Exercise aim
Restate the full set of records exactly, without adding or dropping a word.

========================================

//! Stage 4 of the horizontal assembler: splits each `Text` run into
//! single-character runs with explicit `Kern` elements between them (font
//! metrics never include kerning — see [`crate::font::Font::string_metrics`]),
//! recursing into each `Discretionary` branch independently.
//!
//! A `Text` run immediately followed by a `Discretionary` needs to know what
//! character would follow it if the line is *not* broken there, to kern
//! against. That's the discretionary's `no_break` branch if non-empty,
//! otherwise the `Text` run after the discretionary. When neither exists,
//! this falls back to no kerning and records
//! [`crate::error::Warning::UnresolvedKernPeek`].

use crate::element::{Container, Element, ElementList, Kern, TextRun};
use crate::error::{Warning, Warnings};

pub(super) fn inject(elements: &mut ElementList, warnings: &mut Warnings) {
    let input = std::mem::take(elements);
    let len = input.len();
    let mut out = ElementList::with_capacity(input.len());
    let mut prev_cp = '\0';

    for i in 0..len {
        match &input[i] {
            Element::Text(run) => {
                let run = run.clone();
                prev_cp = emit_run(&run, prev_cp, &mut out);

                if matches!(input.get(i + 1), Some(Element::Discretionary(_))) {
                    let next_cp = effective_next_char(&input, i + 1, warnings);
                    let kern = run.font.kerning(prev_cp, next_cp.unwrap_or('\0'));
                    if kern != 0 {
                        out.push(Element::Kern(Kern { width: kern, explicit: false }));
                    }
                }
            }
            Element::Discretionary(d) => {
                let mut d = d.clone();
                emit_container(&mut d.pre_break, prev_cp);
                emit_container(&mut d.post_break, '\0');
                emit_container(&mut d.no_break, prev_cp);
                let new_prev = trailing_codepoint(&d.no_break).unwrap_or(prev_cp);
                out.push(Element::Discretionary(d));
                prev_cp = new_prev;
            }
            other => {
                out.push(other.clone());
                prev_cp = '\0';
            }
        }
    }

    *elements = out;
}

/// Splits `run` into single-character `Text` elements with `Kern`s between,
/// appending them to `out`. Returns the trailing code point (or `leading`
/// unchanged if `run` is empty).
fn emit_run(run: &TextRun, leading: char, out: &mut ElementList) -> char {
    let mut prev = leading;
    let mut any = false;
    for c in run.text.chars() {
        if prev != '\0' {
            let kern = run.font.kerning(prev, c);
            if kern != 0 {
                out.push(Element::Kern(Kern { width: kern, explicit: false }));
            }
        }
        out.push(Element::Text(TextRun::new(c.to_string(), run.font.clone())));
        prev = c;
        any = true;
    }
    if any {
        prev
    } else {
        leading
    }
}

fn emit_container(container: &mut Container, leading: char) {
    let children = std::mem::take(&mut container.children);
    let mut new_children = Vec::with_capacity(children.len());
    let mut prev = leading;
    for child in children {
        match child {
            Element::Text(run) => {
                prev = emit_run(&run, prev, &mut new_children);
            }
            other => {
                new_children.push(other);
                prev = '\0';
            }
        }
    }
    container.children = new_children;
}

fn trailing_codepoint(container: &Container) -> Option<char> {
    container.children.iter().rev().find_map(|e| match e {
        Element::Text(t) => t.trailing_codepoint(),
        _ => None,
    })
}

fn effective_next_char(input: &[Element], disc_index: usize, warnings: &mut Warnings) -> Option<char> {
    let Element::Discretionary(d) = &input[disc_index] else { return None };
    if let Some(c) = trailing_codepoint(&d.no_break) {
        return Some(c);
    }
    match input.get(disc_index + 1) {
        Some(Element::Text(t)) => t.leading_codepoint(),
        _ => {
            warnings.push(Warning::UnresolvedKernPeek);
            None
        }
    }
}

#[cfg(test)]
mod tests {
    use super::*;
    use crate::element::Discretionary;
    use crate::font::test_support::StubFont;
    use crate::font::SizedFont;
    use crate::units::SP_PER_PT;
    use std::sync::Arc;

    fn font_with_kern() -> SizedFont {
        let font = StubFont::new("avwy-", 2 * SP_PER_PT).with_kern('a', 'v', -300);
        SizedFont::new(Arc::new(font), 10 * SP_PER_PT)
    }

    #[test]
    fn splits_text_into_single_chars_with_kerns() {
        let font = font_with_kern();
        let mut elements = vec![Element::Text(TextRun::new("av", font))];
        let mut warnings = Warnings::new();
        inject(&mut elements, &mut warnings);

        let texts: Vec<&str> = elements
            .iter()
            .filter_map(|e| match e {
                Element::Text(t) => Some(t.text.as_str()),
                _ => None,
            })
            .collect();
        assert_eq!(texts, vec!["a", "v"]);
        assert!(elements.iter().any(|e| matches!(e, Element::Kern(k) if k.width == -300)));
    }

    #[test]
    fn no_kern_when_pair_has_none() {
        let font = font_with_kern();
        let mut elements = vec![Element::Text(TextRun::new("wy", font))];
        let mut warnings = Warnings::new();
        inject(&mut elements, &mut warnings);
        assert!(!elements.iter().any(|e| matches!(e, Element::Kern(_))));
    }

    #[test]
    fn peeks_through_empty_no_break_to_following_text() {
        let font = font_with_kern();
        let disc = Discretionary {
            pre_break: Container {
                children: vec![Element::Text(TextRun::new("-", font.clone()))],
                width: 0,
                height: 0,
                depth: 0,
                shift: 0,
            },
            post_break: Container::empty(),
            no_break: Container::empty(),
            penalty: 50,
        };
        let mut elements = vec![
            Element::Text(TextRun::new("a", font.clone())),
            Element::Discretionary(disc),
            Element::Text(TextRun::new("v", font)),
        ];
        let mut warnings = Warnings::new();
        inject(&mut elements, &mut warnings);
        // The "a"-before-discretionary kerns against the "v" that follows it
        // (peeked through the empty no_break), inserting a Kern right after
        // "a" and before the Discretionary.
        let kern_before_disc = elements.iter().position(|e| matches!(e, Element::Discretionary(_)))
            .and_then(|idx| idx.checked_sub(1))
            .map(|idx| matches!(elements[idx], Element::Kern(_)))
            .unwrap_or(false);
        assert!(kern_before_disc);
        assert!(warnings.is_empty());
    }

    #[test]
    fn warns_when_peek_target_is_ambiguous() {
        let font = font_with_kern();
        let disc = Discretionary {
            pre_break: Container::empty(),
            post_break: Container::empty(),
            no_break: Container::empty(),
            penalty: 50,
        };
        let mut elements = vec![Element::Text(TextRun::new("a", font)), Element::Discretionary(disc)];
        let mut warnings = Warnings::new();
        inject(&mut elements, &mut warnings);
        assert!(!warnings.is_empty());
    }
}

========================================

Task output
//! Stage 4 of the horizontal assembler: splits each `Text` run into
//! single-character runs with explicit `Kern` elements between them (font
//! metrics never include kerning — see [`crate::font::Font::string_metrics`]),
//! recursing into each `Discretionary` branch independently.
//!
//! A `Text` run immediately followed by a `Discretionary` needs to know what
//! character would follow it if the line is *not* broken there, to kern
//! against. That's the discretionary's `no_break` branch if non-empty,
//! otherwise the `Text` run after the discretionary. When neither exists,
//! this falls back to no kerning and records
//! [`crate::error::Warning::UnresolvedKernPeek`].

use crate::element::{Container, Element, ElementList, Kern, TextRun};
use crate::error::{Warning, Warnings};

pub(super) fn inject(elements: &mut ElementList, warnings: &mut Warnings) {
    let input = std::mem::take(elements);
    let len = input.len();
    let mut out = ElementList::with_capacity(input.len());
    let mut prev_cp = '\0';

    for i in 0..len {
        match &input[i] {
            Element::Text(run) => {
                let run = run.clone();
                prev_cp = emit_run(&run, prev_cp, &mut out);

                if matches!(input.get(i + 1), Some(Element::Discretionary(_))) {
                    let next_cp = effective_next_char(&input, i + 1, warnings);
                    let kern = run.font.kerning(prev_cp, next_cp.unwrap_or('\0'));
                    if kern != 0 {
                        out.push(Element::Kern(Kern { width: kern, explicit: false }));
                    }
                }
            }
            Element::Discretionary(d) => {
                let mut d = d.clone();
                emit_container(&mut d.pre_break, prev_cp);
                emit_container(&mut d.post_break, '\0');
                emit_container(&mut d.no_break, prev_cp);
                let new_prev = trailing_codepoint(&d.no_break).unwrap_or(prev_cp);
                out.push(Element::Discretionary(d));
                prev_cp = new_prev;
            }
            other => {
                out.push(other.clone());
                prev_cp = '\0';
            }
        }
    }

    *elements = out;
}

/// Splits `run` into single-character `Text` elements with `Kern`s between,
/// appending them to `out`. Returns the trailing code point (or `leading`
/// unchanged if `run` is empty).
fn emit_run(run: &TextRun, leading: char, out: &mut ElementList) -> char {
    let mut prev = leading;
    let mut any = false;
    for c in run.text.chars() {
        if prev != '\0' {
            let kern = run.font.kerning(prev, c);
            if kern != 0 {
                out.push(Element::Kern(Kern { width: kern, explicit: false }));
            }
        }
        out.push(Element::Text(TextRun::new(c.to_string(), run.font.clone())));
        prev = c;
        any = true;
    }
    if any {
        prev
    } else {
        leading
    }
}

fn emit_container(container: &mut Container, leading: char) {
    let children = std::mem::take(&mut container.children);
    let mut new_children = Vec::with_capacity(children.len());
    let mut prev = leading;
    for child in children {
        match child {
            Element::Text(run) => {
                prev = emit_run(&run, prev, &mut new_children);
            }
            other => {
                new_children.push(other);
                prev = '\0';
            }
        }
    }
    container.children = new_children;
}

fn trailing_codepoint(container: &Container) -> Option<char> {
    container.children.iter().rev().find_map(|e| match e {
        Element::Text(t) => t.trailing_codepoint(),
        _ => None,
    })
}

fn effective_next_char(input: &[Element], disc_index: usize, warnings: &mut Warnings) -> Option<char> {
    let Element::Discretionary(d) = &input[disc_index] else { return None };
    if let Some(c) = trailing_codepoint(&d.no_break) {
        return Some(c);
    }
    match input.get(disc_index + 1) {
        Some(Element::Text(t)) => t.leading_codepoint(),
        _ => {
            warnings.push(Warning::UnresolvedKernPeek);
            None
        }
    }
}

#[cfg(test)]
mod tests {
    use super::*;
    use crate::element::Discretionary;
    use crate::font::test_support::StubFont;
    use crate::font::SizedFont;
    use crate::units::SP_PER_PT;
    use std::sync::Arc;

    fn font_with_kern() -> SizedFont {
        let font = StubFont::new("avwy-", 2 * SP_PER_PT).with_kern('a', 'v', -300);
        SizedFont::new(Arc::new(font), 10 * SP_PER_PT)
    }

    #[test]
    fn splits_text_into_single_chars_with_kerns() {
        let font = font_with_kern();
        let mut elements = vec![Element::Text(TextRun::new("av", font))];
        let mut warnings = Warnings::new();
        inject(&mut elements, &mut warnings);

        let texts: Vec<&str> = elements
            .iter()
            .filter_map(|e| match e {
                Element::Text(t) => Some(t.text.as_str()),
                _ => None,
            })
            .collect();
        assert_eq!(texts, vec!["a", "v"]);
        assert!(elements.iter().any(|e| matches!(e, Element::Kern(k) if k.width == -300)));
    }

    #[test]
    fn no_kern_when_pair_has_none() {
        let font = font_with_kern();
        let mut elements = vec![Element::Text(TextRun::new("wy", font))];
        let mut warnings = Warnings::new();
        inject(&mut elements, &mut warnings);
        assert!(!elements.iter().any(|e| matches!(e, Element::Kern(_))));
    }

    #[test]
    fn peeks_through_empty_no_break_to_following_text() {
        let font = font_with_kern();
        let disc = Discretionary {
            pre_break: Container {
                children: vec![Element::Text(TextRun::new("-", font.clone()))],
                width: 0,
                height: 0,
                depth: 0,
                shift: 0,
            },
            post_break: Container::empty(),
            no_break: Container::empty(),
            penalty: 50,
        };
        let mut elements = vec![
            Element::Text(TextRun::new("a", font.clone())),
            Element::Discretionary(disc),
            Element::Text(TextRun::new("v", font)),
        ];
        let mut warnings = Warnings::new();
        inject(&mut elements, &mut warnings);
        // The "a"-before-discretionary kerns against the "v" that follows it
        // (peeked through the empty no_break), inserting a Kern right after
        // "a" and before the Discretionary.
        let kern_before_disc = elements.iter().position(|e| matches!(e, Element::Discretionary(_)))
            .and_then(|idx| idx.checked_sub(1))
            .map(|idx| matches!(elements[idx], Element::Kern(_)))
            .unwrap_or(false);
        assert!(kern_before_disc);
        assert!(warnings.is_empty());
    }

    #[test]
    fn warns_when_peek_target_is_ambiguous() {
        let font = font_with_kern();
        let disc = Discretionary {
            pre_break: Container::empty(),
            post_break: Container::empty(),
            no_break: Container::empty(),
            penalty: 50,
        };
        let mut elements = vec![Element::Text(TextRun::new("a", font)), Element::Discretionary(disc)];
        let mut warnings = Warnings::new();
        inject(&mut elements, &mut warnings);
        assert!(!warnings.is_empty());
    }
}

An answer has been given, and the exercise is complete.